- Born: 1994 (age 31–32) Iran
- Education: Islamic Azad University Science and Research Branch, Tehran
- Occupation: Doctoral student
- Known for: Protest against compulsory hijab laws in Iran

= Ahoo Daryaei =

Iranian citizen protesting against the compulsory hijab

Cover of Elle, 14 November 2024

Ahoo Daryaei (آهو دریایی, /fa/), also known as the Science and Research Girl, is a 30-year-old Iranian doctoral student in French literature at Islamic Azad University, Science and Research Branch, Tehran.

On 2 November 2024, members of the Basij paramilitary tore part of Daryaei's clothing while confronting her over Iran's compulsory hijab laws at the Azad University in Tehran. In response, she removed the remainder of her clothes and sat partially undressed in protest.
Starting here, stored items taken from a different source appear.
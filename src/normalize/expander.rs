//! Type-normalization expansion
//!
//! Rewrites every literal comparison on a field into the forms produced by
//! the field's registered normalizers:
//!
//! - `Eq`, regex include and bare ranges become an `Or` of variants
//! - `Ne` and regex exclude become an `And` of variants
//! - `Bounded` ranges become an `Or` of `Bounded` ranges, one per normalizer
//! - literal function arguments are normalized in place, against the
//!   fields the call names or, for a call naming none, every field the
//!   query references plus the term-frequency fields; `filter` calls are
//!   left alone
//!
//! A group of sibling comparisons whose variants are already all present is
//! left alone, which makes the pass idempotent.

use std::collections::{BTreeMap, BTreeSet};
use std::sync::Arc;

use tracing::{debug, trace};

use crate::ast::{CompareOp, Comparison, ExprNode, FunctionArg, Literal, MarkerKind};
use crate::config::QueryConfig;
use crate::metadata::{FieldMetadataService, Normalizer};

/// Expands literal comparisons across their field's normalizers
pub fn expand(tree: &ExprNode, metadata: &dyn FieldMetadataService, config: &QueryConfig) -> ExprNode {
    NormalizationExpander::new(metadata, config).expand(tree)
}

/// Failure policy in effect for a subtree
#[derive(Debug, Clone, Copy, Default)]
struct Policy {
    lenient: bool,
    strict: bool,
    evaluation_only: bool,
}

#[derive(Debug, Clone, Copy, PartialEq, Eq)]
enum Junction {
    And,
    Or,
}

impl Junction {
    fn build(self, children: Vec<ExprNode>) -> ExprNode {
        let flat = match self {
            Junction::And => ExprNode::and(children),
            Junction::Or => ExprNode::or(children),
        };
        match flat {
            ExprNode::And(children) => ExprNode::and(dedup(children)),
            ExprNode::Or(children) => ExprNode::or(dedup(children)),
            other => other,
        }
    }
}

/// Removes structurally equal siblings, keeping the first occurrence
fn dedup(children: Vec<ExprNode>) -> Vec<ExprNode> {
    let mut seen = BTreeSet::new();
    children
        .into_iter()
        .filter(|child| seen.insert(child.clone()))
        .collect()
}

/// An expandable comparison: a single leaf or a bounded range
#[derive(Debug, Clone, Copy)]
enum Unit<'n> {
    Leaf(&'n Comparison),
    Range(&'n Comparison, &'n Comparison),
}

type UnitKey = (String, Vec<CompareOp>);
Soon after, security forces reportedly took her into custody, causing her forced disappearance from public view, probably to be committed to a psychiatric hospital. Observers and human rights activists reject claims that she was mentally unstable, arguing that Iranian authorities often label women protesters as mentally ill to silence them.

Following a domestic and international outcry, Daryaei was released without charge on November 19 after spending time in a psychiatric ward.

Daryaei's action on 2 November 2024 turned her into a symbol of resistance against Iran's strict dress code laws and the enforcement of the compulsory hijab, especially two years after the death of Mahsa Amini. Her protest and subsequent arrest drew international attention, with human rights organisations calling for her release.

== Context ==

Since the nationwide protests in September 2022, sparked by the death of Mahsa Amini, a growing number of Iranian women have been actively resisting the country's mandatory headscarf laws. This movement has seen women publicly removing their hijabs, sharing images and videos on social media, and participating in demonstrations advocating for personal freedoms and women's rights. Despite facing significant risks, including arrests and harassment, these protests of defiance have continued, highlighting a persistent challenge to Iran's strict dress code regulations.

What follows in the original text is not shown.